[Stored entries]
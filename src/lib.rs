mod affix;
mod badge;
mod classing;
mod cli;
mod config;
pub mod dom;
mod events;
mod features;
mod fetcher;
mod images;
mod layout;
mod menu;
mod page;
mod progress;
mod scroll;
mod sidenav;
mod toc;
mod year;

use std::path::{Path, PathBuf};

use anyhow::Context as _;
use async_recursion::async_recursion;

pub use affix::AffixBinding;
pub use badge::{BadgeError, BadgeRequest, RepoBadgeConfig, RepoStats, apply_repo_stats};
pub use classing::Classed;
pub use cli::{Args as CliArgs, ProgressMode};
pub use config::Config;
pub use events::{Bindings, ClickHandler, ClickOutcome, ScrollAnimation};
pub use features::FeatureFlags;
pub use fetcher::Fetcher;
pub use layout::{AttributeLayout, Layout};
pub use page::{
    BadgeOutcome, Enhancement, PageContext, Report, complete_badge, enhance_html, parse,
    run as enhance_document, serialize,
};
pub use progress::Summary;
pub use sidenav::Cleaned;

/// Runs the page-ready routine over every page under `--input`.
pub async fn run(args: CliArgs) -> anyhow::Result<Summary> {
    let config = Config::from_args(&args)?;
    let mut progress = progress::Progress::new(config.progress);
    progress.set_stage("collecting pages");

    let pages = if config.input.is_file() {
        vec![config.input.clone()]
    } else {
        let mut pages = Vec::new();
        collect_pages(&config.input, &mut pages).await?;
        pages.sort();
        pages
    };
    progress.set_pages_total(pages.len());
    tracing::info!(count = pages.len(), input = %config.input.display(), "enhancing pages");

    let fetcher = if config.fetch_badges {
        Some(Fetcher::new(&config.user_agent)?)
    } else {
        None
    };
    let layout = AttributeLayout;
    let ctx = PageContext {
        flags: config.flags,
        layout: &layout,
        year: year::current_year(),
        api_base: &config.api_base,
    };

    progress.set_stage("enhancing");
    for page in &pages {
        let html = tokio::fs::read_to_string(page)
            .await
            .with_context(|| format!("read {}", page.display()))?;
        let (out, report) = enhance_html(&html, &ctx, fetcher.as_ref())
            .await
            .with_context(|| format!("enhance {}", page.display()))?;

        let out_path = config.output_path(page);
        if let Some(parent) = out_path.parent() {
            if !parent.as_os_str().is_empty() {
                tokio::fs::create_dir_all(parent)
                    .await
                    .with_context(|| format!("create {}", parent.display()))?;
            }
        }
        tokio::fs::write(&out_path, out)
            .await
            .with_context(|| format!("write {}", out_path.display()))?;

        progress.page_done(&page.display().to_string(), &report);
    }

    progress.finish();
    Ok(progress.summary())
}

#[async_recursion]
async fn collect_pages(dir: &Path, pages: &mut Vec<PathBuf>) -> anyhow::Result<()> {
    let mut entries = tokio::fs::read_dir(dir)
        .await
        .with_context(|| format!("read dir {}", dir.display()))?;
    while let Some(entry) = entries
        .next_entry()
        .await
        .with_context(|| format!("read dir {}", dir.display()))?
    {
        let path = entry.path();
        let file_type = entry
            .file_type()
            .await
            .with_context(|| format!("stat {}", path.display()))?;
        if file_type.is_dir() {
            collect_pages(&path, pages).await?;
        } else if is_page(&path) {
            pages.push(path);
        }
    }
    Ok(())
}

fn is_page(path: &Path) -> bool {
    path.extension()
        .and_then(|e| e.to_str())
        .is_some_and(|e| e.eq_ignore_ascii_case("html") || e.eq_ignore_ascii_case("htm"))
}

==

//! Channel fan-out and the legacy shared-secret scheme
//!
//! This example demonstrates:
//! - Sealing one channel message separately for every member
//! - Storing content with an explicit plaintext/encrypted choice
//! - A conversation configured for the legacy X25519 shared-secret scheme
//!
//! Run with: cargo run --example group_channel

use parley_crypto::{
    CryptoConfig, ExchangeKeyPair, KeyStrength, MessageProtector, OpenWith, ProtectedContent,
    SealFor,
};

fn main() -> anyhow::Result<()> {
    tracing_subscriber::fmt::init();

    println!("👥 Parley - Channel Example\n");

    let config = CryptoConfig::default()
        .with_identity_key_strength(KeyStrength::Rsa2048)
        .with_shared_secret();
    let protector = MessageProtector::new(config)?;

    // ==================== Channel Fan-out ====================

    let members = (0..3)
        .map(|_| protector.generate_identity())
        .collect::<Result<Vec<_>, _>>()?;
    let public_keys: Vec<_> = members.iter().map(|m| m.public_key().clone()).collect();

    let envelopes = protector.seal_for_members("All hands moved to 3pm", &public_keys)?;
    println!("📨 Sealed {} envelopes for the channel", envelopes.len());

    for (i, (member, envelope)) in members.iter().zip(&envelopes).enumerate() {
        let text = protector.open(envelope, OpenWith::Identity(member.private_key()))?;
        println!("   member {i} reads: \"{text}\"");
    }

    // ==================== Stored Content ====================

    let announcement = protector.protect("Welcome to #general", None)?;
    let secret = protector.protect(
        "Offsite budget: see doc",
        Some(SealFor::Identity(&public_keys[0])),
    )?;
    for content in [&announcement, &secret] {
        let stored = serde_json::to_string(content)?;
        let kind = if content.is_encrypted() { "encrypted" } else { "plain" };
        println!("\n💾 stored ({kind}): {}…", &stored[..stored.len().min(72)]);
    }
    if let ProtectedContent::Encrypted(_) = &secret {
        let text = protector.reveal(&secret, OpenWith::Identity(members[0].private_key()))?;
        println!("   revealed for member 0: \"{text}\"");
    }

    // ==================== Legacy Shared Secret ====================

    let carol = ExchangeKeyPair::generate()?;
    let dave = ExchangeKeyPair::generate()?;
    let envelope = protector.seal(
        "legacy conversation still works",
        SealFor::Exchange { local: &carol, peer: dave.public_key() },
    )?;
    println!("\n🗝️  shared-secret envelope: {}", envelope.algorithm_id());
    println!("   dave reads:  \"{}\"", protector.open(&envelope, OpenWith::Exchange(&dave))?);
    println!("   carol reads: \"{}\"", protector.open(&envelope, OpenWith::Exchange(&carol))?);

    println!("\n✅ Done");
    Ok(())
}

==

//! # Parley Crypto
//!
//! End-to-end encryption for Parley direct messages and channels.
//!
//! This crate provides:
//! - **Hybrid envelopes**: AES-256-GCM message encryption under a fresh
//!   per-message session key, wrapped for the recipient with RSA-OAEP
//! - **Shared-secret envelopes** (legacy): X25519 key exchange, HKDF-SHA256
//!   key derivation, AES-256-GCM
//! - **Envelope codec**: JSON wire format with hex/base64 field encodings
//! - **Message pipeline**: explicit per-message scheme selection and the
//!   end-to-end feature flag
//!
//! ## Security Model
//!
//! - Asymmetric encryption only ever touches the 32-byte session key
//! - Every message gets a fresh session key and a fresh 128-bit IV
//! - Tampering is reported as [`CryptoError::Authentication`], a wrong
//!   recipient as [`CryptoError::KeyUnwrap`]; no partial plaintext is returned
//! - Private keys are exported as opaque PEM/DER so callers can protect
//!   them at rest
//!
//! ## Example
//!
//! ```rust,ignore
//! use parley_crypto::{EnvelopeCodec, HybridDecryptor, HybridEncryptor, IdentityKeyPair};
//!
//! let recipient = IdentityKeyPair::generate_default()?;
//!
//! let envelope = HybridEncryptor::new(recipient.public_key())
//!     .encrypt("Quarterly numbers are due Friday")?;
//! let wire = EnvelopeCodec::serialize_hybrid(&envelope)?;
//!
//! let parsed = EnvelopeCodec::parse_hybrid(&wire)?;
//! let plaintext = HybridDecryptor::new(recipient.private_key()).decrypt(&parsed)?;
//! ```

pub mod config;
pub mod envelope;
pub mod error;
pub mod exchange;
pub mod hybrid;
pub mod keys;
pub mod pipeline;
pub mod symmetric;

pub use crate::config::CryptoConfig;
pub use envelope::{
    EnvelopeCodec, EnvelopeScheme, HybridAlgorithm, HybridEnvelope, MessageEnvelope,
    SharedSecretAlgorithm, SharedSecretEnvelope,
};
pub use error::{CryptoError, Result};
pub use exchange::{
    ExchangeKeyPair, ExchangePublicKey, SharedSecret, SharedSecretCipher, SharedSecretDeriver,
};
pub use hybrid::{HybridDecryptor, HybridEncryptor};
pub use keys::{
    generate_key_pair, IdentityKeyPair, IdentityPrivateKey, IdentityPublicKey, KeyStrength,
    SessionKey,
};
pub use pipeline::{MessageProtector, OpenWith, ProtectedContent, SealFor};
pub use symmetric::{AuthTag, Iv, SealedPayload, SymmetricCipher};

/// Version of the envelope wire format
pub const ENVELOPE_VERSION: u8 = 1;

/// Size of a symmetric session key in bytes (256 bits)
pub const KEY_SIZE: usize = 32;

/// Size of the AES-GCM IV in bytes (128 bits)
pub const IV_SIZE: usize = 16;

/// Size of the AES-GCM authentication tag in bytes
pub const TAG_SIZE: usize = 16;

*What is needed:* Looking at the records above, which lines contain "None"? Copy those lines.

*Exercise solution:*
        None
    let announcement = protector.protect("Welcome to #general", None)?;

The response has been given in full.